Flying to Manokotak, Alaska: Dec 2009

By Father Scott Joseph Garrett
Pastor, Holy Rosary Mission

Sometimes when flying to remote Alaskan villages in the winter, or any time for that matter, communication gets a bit messed up. That is what happened Monday, December 14, 2009. There was a breakdown in communication.

On my way to Clarks Point to give the Sacrament of the Eucharist to the elder of the village, Louise Gardiner, we basically crossed paths in the air. Louise was coming northwest to Dillingham on VanAir (locally owned air carrier) for a check-up at the Kanakanak hospital. At about the same time, I was flying southeast going to Clarks Point to give her Communion.


Bad weather the previous week (severe wind, mist, and fog) had caused Louise to cancel her original appointment and make it for the day I was suppose to bring her communion. In fact, I had canceled twice going to Clarks Point the previous week. So, one can understand how communication can get a little messed up.

Clarks Point is located 12 miles southeast of Dillingham and has a population of about 50 Yupik Native Alaskans. The Yupik are one of seven Alaskan Native tribes.

There is a large amount of work to get our Cherokee Warrior II in the air in sub-zero weather. Preparation includes pre-heating the engine and cockpit, removing wing covers and horizontal stab covers, shoveling snow, and the usual preflight inspection. Hopefully nothing breaks while brushing off snow and attaching the GPS.


Since I was already airborne, and the weather was, well marginal, which is better than IFR, I decided to "stay airborne" and fly around for an hour or two. I called FAA Flight Service Station in Dillingham on my radio (122.3) and filed another flight plan to Manokotak, a village about 10 miles to the West of Clarks Point.

You can see both Manokotak and Clarks Point on the Map below:


From Dillingham, Manokotak is located about 14 miles to the southwest. The population of the village, mostly Yupik Native Alaskans, is about 400. Learn more about the village by using the following website:
http://en.wikipedia.org/wiki/Manokotak,_Alaska.

Manokotak recently built a new airport. It is located northeast of the village about five miles. It is basically out in the middle of the tundra, making it easier to find in bad weather, much safer, and more accessible. The old runway was nestled at the base of some very large mountains.

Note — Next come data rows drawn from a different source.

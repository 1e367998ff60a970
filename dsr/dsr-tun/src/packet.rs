// Copyright 2026 Anapaya Systems
//
// Licensed under the Apache License, Version 2.0 (the "License");
// you may not use this file except in compliance with the License.
// You may obtain a copy of the License at
//
//   http://www.apache.org/licenses/LICENSE-2.0
//
// Unless required by applicable law or agreed to in writing, software
// distributed under the License is distributed on an "AS IS" BASIS,
// WITHOUT WARRANTIES OR CONDITIONS OF ANY KIND, either express or implied.
// See the License for the specific language governing permissions and
// limitations under the License.

//! Raw IP packets.

use std::{
    fmt,
    net::{IpAddr, Ipv4Addr, Ipv6Addr},
};

use bytes::Bytes;

/// IP protocol version of a packet.
#[derive(Debug, Clone, Copy, PartialEq, Eq, Hash)]
pub enum IpVersion {
    /// IPv4
    V4,
    /// IPv6
    V6,
}

/// Transport flow of a packet, as seen from its sender.
///
/// Ports are only read for TCP, UDP, UDP-Lite and SCTP, and only from the first
/// fragment of a packet. Everything else is keyed by addresses and protocol.
#[derive(Debug, Clone, Copy, PartialEq, Eq, Hash)]
pub struct FlowTuple {
    /// Source address.
    pub source: IpAddr,
    /// Destination address.
    pub destination: IpAddr,
    /// IP protocol number of the transport header.
    pub protocol: u8,
    /// Source and destination port, if the transport has them.
    pub ports: Option<(u16, u16)>,
}

impl FlowTuple {
    /// The same flow seen from the other end.
    pub fn reversed(self) -> Self {
        Self {
            source: self.destination,
            destination: self.source,
            protocol: self.protocol,
            ports: self.ports.map(|(src, dst)| (dst, src)),
        }
    }
}

/// A raw IP packet.
///
/// The packet is immutable. Construction only checks that the fixed IP header is
/// present, which is all that is needed to read the addresses.
#[derive(Clone, PartialEq, Eq, Hash)]
pub struct InnerPacket {
    bytes: Bytes,
    version: IpVersion,
}

impl InnerPacket {
    const IPV4_MIN_HEADER: usize = 20;
    const IPV6_HEADER: usize = 40;
    const PORTED_PROTOCOLS: [u8; 4] = [6, 17, 132, 136];

    /// Wraps `bytes` after checking for an IPv4 or IPv6 header.
    pub fn parse(bytes: Bytes) -> Result<Self, MalformedPacket> {
        let Some(first) = bytes.first() else {
            return Err(MalformedPacket::Empty);
        };
        let (version, min_len) = match first >> 4 {
            4 => (IpVersion::V4, Self::IPV4_MIN_HEADER),
            6 => (IpVersion::V6, Self::IPV6_HEADER),
            other => return Err(MalformedPacket::UnknownVersion(other)),
        };
        if bytes.len() < min_len {
            return Err(MalformedPacket::Truncated {
                version,
                len: bytes.len(),
            });
        }
        Ok(InnerPacket { bytes, version })
    }

    /// IP version of the packet.
    pub fn version(&self) -> IpVersion {
        self.version
    }

    /// Source address.
    pub fn source(&self) -> IpAddr {
        match self.version {
            IpVersion::V4 => IpAddr::V4(self.v4_addr(12)),
            IpVersion::V6 => IpAddr::V6(self.v6_addr(8)),
        }
    }

    /// Destination address.
    pub fn destination(&self) -> IpAddr {
        match self.version {
            IpVersion::V4 => IpAddr::V4(self.v4_addr(16)),
            IpVersion::V6 => IpAddr::V6(self.v6_addr(24)),
        }
    }

    /// Transport protocol number. For IPv6 this is the first next header, so
    /// packets with extension headers carry the extension's number.
    pub fn protocol(&self) -> u8 {
        match self.version {
            IpVersion::V4 => self.bytes[9],
            IpVersion::V6 => self.bytes[6],
        }
    }

    /// The packet's transport flow.
    pub fn flow(&self) -> FlowTuple {
        let protocol = self.protocol();
        FlowTuple {
            source: self.source(),
            destination: self.destination(),
            protocol,
            ports: Self::PORTED_PROTOCOLS
                .contains(&protocol)
                .then(|| self.ports())
                .flatten(),
        }
    }

    /// The packet bytes.
    pub fn as_bytes(&self) -> &[u8] {
        &self.bytes
    }

    /// Consumes the packet, returning its bytes.
    pub fn into_bytes(self) -> Bytes {
        self.bytes
    }

    /// Packet length in bytes.
    pub fn len(&self) -> usize {
        self.bytes.len()
    }

    /// Always false, a parsed packet holds at least an IP header.
    pub fn is_empty(&self) -> bool {
        self.bytes.is_empty()
    }

    fn ports(&self) -> Option<(u16, u16)> {
        let offset = match self.version {
            IpVersion::V4 => {
                // Later fragments carry no transport header.
                let fragment_offset = u16::from_be_bytes([self.bytes[6], self.bytes[7]]) & 0x1fff;
                let header_len = usize::from(self.bytes[0] & 0x0f) * 4;
                if fragment_offset != 0 || header_len < Self::IPV4_MIN_HEADER {
                    return None;
                }
                header_len
            }
            IpVersion::V6 => Self::IPV6_HEADER,
        };
        let ports = self.bytes.get(offset..offset + 4)?;
        Some((
            u16::from_be_bytes([ports[0], ports[1]]),
            u16::from_be_bytes([ports[2], ports[3]]),
        ))
    }

    fn v4_addr(&self, offset: usize) -> Ipv4Addr {
        let mut octets = [0u8; 4];
        octets.copy_from_slice(&self.bytes[offset..offset + 4]);
        Ipv4Addr::from(octets)
    }

    fn v6_addr(&self, offset: usize) -> Ipv6Addr {
        let mut octets = [0u8; 16];
        octets.copy_from_slice(&self.bytes[offset..offset + 16]);
        Ipv6Addr::from(octets)
    }
}

impl fmt::Debug for InnerPacket {
    fn fmt(&self, f: &mut fmt::Formatter<'_>) -> fmt::Result {
        f.debug_struct("InnerPacket")
            .field("src", &self.source())
            .field("dst", &self.destination())
            .field("len", &self.len())
            .finish()
    }
}

impl AsRef<[u8]> for InnerPacket {
    fn as_ref(&self) -> &[u8] {
        &self.bytes
    }
}

impl TryFrom<Bytes> for InnerPacket {
    type Error = MalformedPacket;

    fn try_from(bytes: Bytes) -> Result<Self, Self::Error> {
        InnerPacket::parse(bytes)
    }
}

/// Errors for bytes that are not an IP packet.
#[derive(Clone, Copy, Debug, thiserror::Error, PartialEq, Eq)]
pub enum MalformedPacket {
    /// No bytes at all.
    #[error("empty packet")]
    Empty,
    /// Version nibble is neither 4 nor 6.
    #[error("unknown IP version {0}")]
    UnknownVersion(u8),
    /// Too short for the fixed IP header.
    #[error("truncated {version:?} packet of {len} bytes")]
    Truncated {
        /// Announced version.
        version: IpVersion,
        /// Actual length.
        len: usize,
    },
}

#[cfg(test)]
mod tests {
    use assert_matches::assert_matches;

    use super::*;

    fn ipv4(src: [u8; 4], dst: [u8; 4]) -> Bytes {
        let mut p = vec![0x45, 0, 0, 20, 0, 0, 0, 0, 64, 17, 0, 0];
        p.extend_from_slice(&src);
        p.extend_from_slice(&dst);
        Bytes::from(p)
    }

    #[test]
    fn reads_ipv4_addresses() {
        let packet = InnerPacket::parse(ipv4([192, 0, 2, 1], [10, 50, 0, 5])).unwrap();
        assert_eq!(packet.version(), IpVersion::V4);
        assert_eq!(packet.source(), "192.0.2.1".parse::<IpAddr>().unwrap());
        assert_eq!(packet.destination(), "10.50.0.5".parse::<IpAddr>().unwrap());
    }

    #[test]
    fn reads_ipv6_addresses() {
        let mut p = vec![0x60, 0, 0, 0, 0, 0, 17, 64];
        p.extend_from_slice(&"2001:db8::1".parse::<Ipv6Addr>().unwrap().octets());
        p.extend_from_slice(&"2001:db8::2".parse::<Ipv6Addr>().unwrap().octets());
        let packet = InnerPacket::parse(Bytes::from(p)).unwrap();
        assert_eq!(packet.version(), IpVersion::V6);
        assert_eq!(packet.source(), "2001:db8::1".parse::<IpAddr>().unwrap());
        assert_eq!(packet.destination(), "2001:db8::2".parse::<IpAddr>().unwrap());
    }

    #[test]
    fn rejects_non_ip() {
        assert_matches!(InnerPacket::parse(Bytes::new()), Err(MalformedPacket::Empty));
        assert_matches!(
            InnerPacket::parse(Bytes::from_static(&[0x20; 40])),
            Err(MalformedPacket::UnknownVersion(2))
        );
        assert_matches!(
            InnerPacket::parse(Bytes::from_static(&[0x45; 19])),
            Err(MalformedPacket::Truncated {
                version: IpVersion::V4,
                len: 19
            })
        );
    }

    fn udp_ipv4(src: [u8; 4], dst: [u8; 4], sport: u16, dport: u16) -> InnerPacket {
        let mut p = ipv4(src, dst).to_vec();
        p[3] = 28;
        p.extend_from_slice(&sport.to_be_bytes());
        p.extend_from_slice(&dport.to_be_bytes());
        p.extend_from_slice(&[0, 8, 0, 0]);
        InnerPacket::parse(Bytes::from(p)).unwrap()
    }

    #[test]
    fn reads_udp_flow() {
        let packet = udp_ipv4([198, 51, 100, 7], [10, 50, 0, 5], 40_000, 443);
        let flow = packet.flow();
        assert_eq!(flow.source, "198.51.100.7".parse::<IpAddr>().unwrap());
        assert_eq!(flow.destination, "10.50.0.5".parse::<IpAddr>().unwrap());
        assert_eq!(flow.protocol, 17);
        assert_eq!(flow.ports, Some((40_000, 443)));
    }

    #[test]
    fn reply_flow_matches_reversed_request() {
        let request = udp_ipv4([198, 51, 100, 7], [10, 50, 0, 5], 40_000, 443);
        let reply = udp_ipv4([10, 50, 0, 5], [198, 51, 100, 7], 443, 40_000);
        assert_eq!(reply.flow().reversed(), request.flow());
        assert_ne!(
            udp_ipv4([10, 50, 0, 5], [198, 51, 100, 7], 443, 40_001).flow(),
            request.flow().reversed()
        );
    }

    #[test]
    fn ports_are_absent_without_transport_header() {
        // UDP header cut off.
        let packet = InnerPacket::parse(ipv4([198, 51, 100, 7], [10, 50, 0, 5])).unwrap();
        assert_eq!(packet.flow().ports, None);

        // Non-first fragment.
        let mut raw = udp_ipv4([198, 51, 100, 7], [10, 50, 0, 5], 1, 2)
            .into_bytes()
            .to_vec();
        raw[7] = 0x10;
        assert_eq!(InnerPacket::parse(Bytes::from(raw)).unwrap().flow().ports, None);

        // ICMP has no ports.
        let mut raw = udp_ipv4([198, 51, 100, 7], [10, 50, 0, 5], 1, 2)
            .into_bytes()
            .to_vec();
        raw[9] = 1;
        let flow = InnerPacket::parse(Bytes::from(raw)).unwrap().flow();
        assert_eq!(flow.protocol, 1);
        assert_eq!(flow.ports, None);
    }

    #[test]
    fn reads_ipv6_flow() {
        let mut p = vec![0x60, 0, 0, 0, 0, 8, 6, 64];
        p.extend_from_slice(&"2001:db8::1".parse::<Ipv6Addr>().unwrap().octets());
        p.extend_from_slice(&"2001:db8::2".parse::<Ipv6Addr>().unwrap().octets());
        p.extend_from_slice(&[0x01, 0xbb, 0x9c, 0x40, 0, 0, 0, 0]);
        let flow = InnerPacket::parse(Bytes::from(p)).unwrap().flow();
        assert_eq!(flow.protocol, 6);
        assert_eq!(flow.ports, Some((443, 40_000)));
    }

    #[test]
    fn bytes_are_untouched() {
        let raw = ipv4([198, 51, 100, 7], [203, 0, 113, 9]);
        let packet = InnerPacket::parse(raw.clone()).unwrap();
        assert_eq!(packet.into_bytes(), raw);
    }
}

To me, a pilot with only 500 hours finds small snowy gravel runways, hidden between huge mountains, with low visibility, strong winds, mist, and 500 foot ceilings, well, too challenging. So, the new runway makes my decision to fly to Manokotak, when I need to, much easier.

Here are some pictures of the new runway. I took the pictures while landing on runway three so these pictures are looking north and northwest.

New Manokotak airport looking down runway 030:

Runway 030 Looking toward the north:



New Manokotak airport looking toward the southwest:


Here is a picture of the old Manokotak runway looking toward the southwest. It was close to the village of Manokotak, but a little tricky to find in bad weather.


Have a wonderful Advent and Christmas and fly safe out there.

1 comment:

Anonymous said...

What was the. Charge for you to fly there to give her communIon?